→ **WORK REQUEST**
After locating the line that contains "원래 순서로 재조립합니다." in the data below, set down exactly that line and each one after it through the line that contains "impl fmt::Display for", and nothing more.
(DATA FOR THIS TASK Opens)
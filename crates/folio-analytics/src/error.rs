//! 분석 모듈 오류 타입.

use thiserror::Error;

/// 분석 관련 오류.
#[derive(Debug, Error)]
pub enum AnalyticsError {
    /// 데이터 부족 오류
    #[error("데이터가 부족합니다: 필요 {required}개, 제공 {provided}개")]
    InsufficientData { required: usize, provided: usize },

    /// 잘못된 파라미터
    #[error("잘못된 파라미터: {0}")]
    InvalidParameter(String),

    /// 필요한 컬럼 없음
    #[error("컬럼을 찾을 수 없습니다: {0}")]
    MissingColumn(String),

    /// 계산 오류
    #[error("계산 오류: {0}")]
    CalculationError(String),
}

pub type Result<T> = std::result::Result<T, AnalyticsError>;
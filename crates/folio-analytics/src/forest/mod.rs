//! 랜덤 포레스트 모듈.
//!
//! 방향 분류와 종가 회귀에 사용하는 고정 시드 CART 앙상블입니다.

pub mod dataset;
#[allow(clippy::module_inception)]
pub mod forest;
pub mod tree;

pub use dataset::Dataset;
pub use forest::{ForestParams, RandomForest};
pub use tree::{DecisionTree, TaskKind, TreeParams};
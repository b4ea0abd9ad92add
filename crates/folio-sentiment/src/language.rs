//! 헤드라인 언어 판별.
//!
//! 한글 문자 포함 여부만으로 국문/영문을 구분하는 단순한 판별입니다.

/// 한글 문자인지 확인합니다 (자모 + 완성형).
pub fn is_hangul(c: char) -> bool {
    matches!(c, 'ㄱ'..='ㅎ' | 'ㅏ'..='ㅣ' | '가'..='힣')
}

/// 텍스트에 한글이 하나라도 포함되어 있는지 확인합니다.
pub fn contains_hangul(text: &str) -> bool {
    text.chars().any(is_hangul)
}

/// 원래 위치를 보존한 언어별 분리 결과.
#[derive(Debug, Default)]
pub struct LanguageSplit {
    /// 한글 헤드라인 (원본 인덱스, 텍스트)
    pub korean: Vec<(usize, String)>,
    /// 그 외 헤드라인 (원본 인덱스, 텍스트)
    pub foreign: Vec<(usize, String)>,
}

/// 헤드라인을 언어별로 나눕니다. 인덱스 맵으로 재조립이 가능합니다.
pub fn split_by_language(headlines: &[String]) -> LanguageSplit {
    let mut split = LanguageSplit::default();
    for (i, headline) in headlines.iter().enumerate() {
        if contains_hangul(headline) {
            split.korean.push((i, headline.clone()));
        } else {
            split.foreign.push((i, headline.clone()));
        }
    }
    split
}
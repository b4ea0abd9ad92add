//! 최종 분석 페이로드.
//!
//! 표현 계층(리포트, API)이 소비하는 직렬화 가능한 결과 구조입니다.

use folio_core::types::PredictionResult;
use folio_sentiment::SentimentReport;
use serde::{Deserialize, Serialize};
use std::collections::HashMap;

/// 종목별 예측 묶음.
#[derive(Debug, Clone, Serialize, Deserialize)]
pub struct ModelPrediction {
    /// 이름 -> 예측 결과 (해당 종목 파이프라인이 실행되지 못하면 None)
    pub individual: HashMap<String, Option<PredictionResult>>,
}

/// 마코위츠 가중치 묶음.
#[derive(Debug, Clone, Serialize, Deserialize)]
pub struct MarkowitzPortfolio {
    pub weights: HashMap<String, f64>,
}

/// 조정된 최종 포트폴리오.
#[derive(Debug, Clone, Serialize, Deserialize)]
pub struct FinalPortfolio {
    pub final_weights: HashMap<String, f64>,
    pub reason: String,
}

/// 전체 분석 결과.
#[derive(Debug, Clone, Serialize, Deserialize)]
pub struct AnalysisReport {
    /// USD/KRW 환율
    pub exchange_rate: f64,
    pub model_prediction: ModelPrediction,
    pub sentiment_analysis: SentimentReport,
    pub markowitz_portfolio: MarkowitzPortfolio,
    pub final_portfolio: FinalPortfolio,
}

#[cfg(test)]
mod tests {
    use super::*;
    use folio_sentiment::{SentimentStatus, SentimentSummary};

    #[test]
    fn test_report_serializes_expected_shape() {
        let report = AnalysisReport {
            exchange_rate: 1385.5,
            model_prediction: ModelPrediction {
                individual: HashMap::new(),
            },
            sentiment_analysis: SentimentReport {
                status: SentimentStatus::Neutral,
                sentiment_score: 0.0,
                summary: SentimentSummary::default(),
                analyzed_articles: vec![],
                translation_failed: 0,
                analysis_failed: 0,
                outlook: String::new(),
            },
            markowitz_portfolio: MarkowitzPortfolio {
                weights: HashMap::from([("삼성전자".to_string(), 1.0)]),
            },
            final_portfolio: FinalPortfolio {
                final_weights: HashMap::from([("삼성전자".to_string(), 1.0)]),
                reason: "조정 없음".to_string(),
            },
        };

        let json = serde_json::to_value(&report).unwrap();
        assert_eq!(json["exchange_rate"], 1385.5);
        assert!(json["model_prediction"]["individual"].is_object());
        assert_eq!(json["sentiment_analysis"]["status"], "neutral");
        assert_eq!(json["markowitz_portfolio"]["weights"]["삼성전자"], 1.0);
        assert_eq!(json["final_portfolio"]["final_weights"]["삼성전자"], 1.0);
    }
}
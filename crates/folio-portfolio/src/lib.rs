//! 포트폴리오 구성 파이프라인.
//!
//! 이 crate는 다음을 제공합니다:
//! - 마코위츠 최대 샤프 최적화 (경사 상승법 + 동일 가중 폴백)
//! - 전문가 규칙 기반 가중치 조정
//! - 최종 분석 페이로드 타입
//! - 환율/뉴스/예측/최적화를 묶는 오케스트레이터

pub mod adjustment;
pub mod error;
pub mod optimizer;
pub mod orchestrator;
pub mod report;

pub use adjustment::{adjust_weights, AdjustedPortfolio};
pub use error::{PortfolioError, Result};
pub use optimizer::{MarkowitzResult, PortfolioOptimizer};
pub use orchestrator::{Orchestrator, MIN_OPTIMIZATION_ROWS};
pub use report::{AnalysisReport, FinalPortfolio, MarkowitzPortfolio, ModelPrediction};
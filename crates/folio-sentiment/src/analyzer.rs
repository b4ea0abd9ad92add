//! 뉴스 감성 분석기.
//!
//! 다국어 헤드라인을 언어별로 나눠 국문은 배치 번역 후, 영문은
//! 그대로 금융 감성 분류기에 넣고 결과를 원래 순서로 재조립합니다.
//! 개별 기사나 배치의 실패는 전체 분석을 중단시키지 않고 중립으로
//! 강등되어 카운터에 기록됩니다.

use folio_core::types::{NewsArticle, SentimentLabel};
use serde::{Deserialize, Serialize};
use std::fmt;
use std::sync::Arc;
use tracing::{info, warn};

use crate::language::split_by_language;
use crate::services::{Classification, SentimentClassifierModel, TextGenerationService};

/// 번역 배치 최대 크기.
pub const TRANSLATION_BATCH_SIZE: usize = 20;

/// 이 값을 넘으면 긍정적 전망, 음수로 넘으면 부정적 전망입니다.
pub const STATUS_THRESHOLD: f64 = 0.1;

/// 포트폴리오 수준 감성 상태.
///
/// `ExpertRules::sentiment_map`의 키로 사용됩니다.
#[derive(Debug, Clone, Copy, PartialEq, Eq, Serialize, Deserialize)]
#[serde(rename_all = "lowercase")]
pub enum SentimentStatus {
    /// 긍정 전망, 적극 투자
    Aggressive,
    /// 부정 전망, 방어적 접근
    Defensive,
    Neutral,
}

impl SentimentStatus {
    pub fn as_str(&self) -> &'static str {
        match self {
            Self::Aggressive => "aggressive",
            Self::Defensive => "defensive",
            Self::Neutral => "neutral",
        }
    }

    pub fn from_score(score: f64) -> Self {
        if score > STATUS_THRESHOLD {
            Self::Aggressive
        } else if score < -STATUS_THRESHOLD {
            Self::Defensive
        } else {
            Self::Neutral
        }
    }
}

impl fmt::Display for SentimentStatus {
    fn fmt(&self, f: &mut fmt::Formatter<'_>) -> fmt::Result {
        write!(f, "{}", self.as_str())
    }
}

/// 라벨별 집계.
#[derive(Debug, Clone, Copy, Default, PartialEq, Eq, Serialize, Deserialize)]
pub struct SentimentSummary {
    pub total: usize,
    pub positive: usize,
    pub negative: usize,
    pub neutral: usize,
}

/// 분석 결과.
#[derive(Debug, Clone, Serialize, Deserialize)]
pub struct SentimentReport {
    pub status: SentimentStatus,
    /// (긍정 - 부정) / 전체, 범위 [-1, 1]
    pub sentiment_score: f64,
    pub summary: SentimentSummary,
    /// 입력과 같은 순서/길이의 분석된 기사
    pub analyzed_articles: Vec<NewsArticle>,
    /// 번역 실패로 중립 처리된 기사 수
    pub translation_failed: usize,
    /// 분류 실패/누락으로 중립 처리된 기사 수
    pub analysis_failed: usize,
    /// 사람이 읽는 전망 설명
    pub outlook: String,
}

/// 감성 분석기.
pub struct SentimentAnalyzer {
    translator: Arc<dyn TextGenerationService>,
    classifier: Arc<dyn SentimentClassifierModel>,
    batch_size: usize,
}

impl SentimentAnalyzer {
    pub fn new(
        translator: Arc<dyn TextGenerationService>,
        classifier: Arc<dyn SentimentClassifierModel>,
    ) -> Self {
        Self {
            translator,
            classifier,
            batch_size: TRANSLATION_BATCH_SIZE,
        }
    }

    /// 기사 목록을 분석합니다.
    ///
    /// 출력 기사 수는 항상 입력 기사 수와 같습니다.
    pub async fn analyze(&self, articles: &[NewsArticle], entity: &str) -> SentimentReport {
        let headlines: Vec<String> = articles.iter().map(|a| a.headline.clone()).collect();
        let n = headlines.len();
        let mut results: Vec<Option<Classification>> = vec![None; n];
        let mut translation_failed = 0usize;
        let mut analysis_failed = 0usize;

        // 1단계: 언어별 분리
        let split = split_by_language(&headlines);

        // 2단계: 국문 헤드라인 배치 번역 (순차 발행)
        let mut to_classify: Vec<(usize, String)> = split.foreign.clone();
        for batch in split.korean.chunks(self.batch_size) {
            let inputs: Vec<String> = batch.iter().map(|(_, h)| h.clone()).collect();
            let translated = match self.translator.translate_batch(&inputs).await {
                Ok(out) if out.len() == inputs.len() => out,
                Ok(out) => {
                    warn!(
                        expected = inputs.len(),
                        got = out.len(),
                        "번역 응답 길이 불일치, 배치 전체 실패 처리"
                    );
                    vec![None; inputs.len()]
                }
                Err(e) => {
                    warn!(error = %e, batch = inputs.len(), "번역 배치 실패");
                    vec![None; inputs.len()]
                }
            };
            for ((idx, _), translation) in batch.iter().zip(translated) {
                match translation {
                    Some(text) => to_classify.push((*idx, text)),
                    None => {
                        // 번역 실패는 중립으로 강등합니다.
                        results[*idx] = Some(Classification::neutral());
                        translation_failed += 1;
                    }
                }
            }
        }

        // 3단계: 한 번의 배치 분류
        if !to_classify.is_empty() {
            let texts: Vec<String> = to_classify.iter().map(|(_, t)| t.clone()).collect();
            match self.classifier.classify_batch(&texts).await {
                Ok(classified) if classified.len() == texts.len() => {
                    // 4단계: 원래 위치로 재조립
                    for ((idx, _), result) in to_classify.iter().zip(classified) {
                        results[*idx] = Some(result);
                    }
                }
                Ok(classified) => {
                    warn!(
                        expected = texts.len(),
                        got = classified.len(),
                        "분류 응답 길이 불일치"
                    );
                }
                Err(e) => {
                    warn!(error = %e, "감성 분류 실패");
                }
            }
        }

        // 채워지지 않은 위치는 중립으로 강등합니다.
        let final_results: Vec<Classification> = results
            .into_iter()
            .map(|r| {
                r.unwrap_or_else(|| {
                    analysis_failed += 1;
                    Classification::neutral()
                })
            })
            .collect();

        // 5단계: 집계
        let mut summary = SentimentSummary {
            total: n,
            ..Default::default()
        };
        let analyzed_articles: Vec<NewsArticle> = articles
            .iter()
            .zip(final_results.iter())
            .map(|(article, result)| {
                match result.label {
                    SentimentLabel::Positive => summary.positive += 1,
                    SentimentLabel::Negative => summary.negative += 1,
                    SentimentLabel::Neutral => summary.neutral += 1,
                }
                let mut article = article.clone();
                article.sentiment = Some(result.label);
                article.confidence = Some(result.confidence);
                article
            })
            .collect();

        let sentiment_score = if n == 0 {
            0.0
        } else {
            (summary.positive as f64 - summary.negative as f64) / n as f64
        };
        let status = SentimentStatus::from_score(sentiment_score);
        let outlook = build_outlook(
            entity,
            status,
            &summary,
            translation_failed,
            analysis_failed,
        );

        info!(
            entity,
            total = n,
            score = sentiment_score,
            %status,
            translation_failed,
            analysis_failed,
            "감성 분석 완료"
        );

        SentimentReport {
            status,
            sentiment_score,
            summary,
            analyzed_articles,
            translation_failed,
            analysis_failed,
            outlook,
        }
    }
}

fn build_outlook(
    entity: &str,
    status: SentimentStatus,
    summary: &SentimentSummary,
    translation_failed: usize,
    analysis_failed: usize,
) -> String {
    let mut outlook = format!(
        "{entity} 관련 뉴스 {}건 분석: 긍정 {}건, 부정 {}건, 중립 {}건.",
        summary.total, summary.positive, summary.negative, summary.neutral
    );
    let advice = match status {
        SentimentStatus::Aggressive => " 긍정적 전망으로 적극 투자를 고려합니다.",
        SentimentStatus::Defensive => " 부정적 전망으로 방어적 접근을 권장합니다.",
        SentimentStatus::Neutral => " 중립적 전망입니다.",
    };
    outlook.push_str(advice);
    if translation_failed > 0 {
        outlook.push_str(&format!(" 번역 실패 {translation_failed}건은 중립 처리했습니다."));
    }
    if analysis_failed > 0 {
        outlook.push_str(&format!(" 분석 누락 {analysis_failed}건은 중립 처리했습니다."));
    }
    outlook
}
(DATA FOR THIS TASK Closes)
→ **SOLUTION**
//! 그대로 금융 감성 분류기에 넣고 결과를 원래 순서로 재조립합니다.
//! 개별 기사나 배치의 실패는 전체 분석을 중단시키지 않고 중립으로
//! 강등되어 카운터에 기록됩니다.

use folio_core::types::{NewsArticle, SentimentLabel};
use serde::{Deserialize, Serialize};
use std::fmt;
use std::sync::Arc;
use tracing::{info, warn};

use crate::language::split_by_language;
use crate::services::{Classification, SentimentClassifierModel, TextGenerationService};

/// 번역 배치 최대 크기.
pub const TRANSLATION_BATCH_SIZE: usize = 20;

/// 이 값을 넘으면 긍정적 전망, 음수로 넘으면 부정적 전망입니다.
pub const STATUS_THRESHOLD: f64 = 0.1;

/// 포트폴리오 수준 감성 상태.
///
/// `ExpertRules::sentiment_map`의 키로 사용됩니다.
#[derive(Debug, Clone, Copy, PartialEq, Eq, Serialize, Deserialize)]
#[serde(rename_all = "lowercase")]
pub enum SentimentStatus {
    /// 긍정 전망, 적극 투자
    Aggressive,
    /// 부정 전망, 방어적 접근
    Defensive,
    Neutral,
}

impl SentimentStatus {
    pub fn as_str(&self) -> &'static str {
        match self {
            Self::Aggressive => "aggressive",
            Self::Defensive => "defensive",
            Self::Neutral => "neutral",
        }
    }

    pub fn from_score(score: f64) -> Self {
        if score > STATUS_THRESHOLD {
            Self::Aggressive
        } else if score < -STATUS_THRESHOLD {
            Self::Defensive
        } else {
            Self::Neutral
        }
    }
}

impl fmt::Display for SentimentStatus {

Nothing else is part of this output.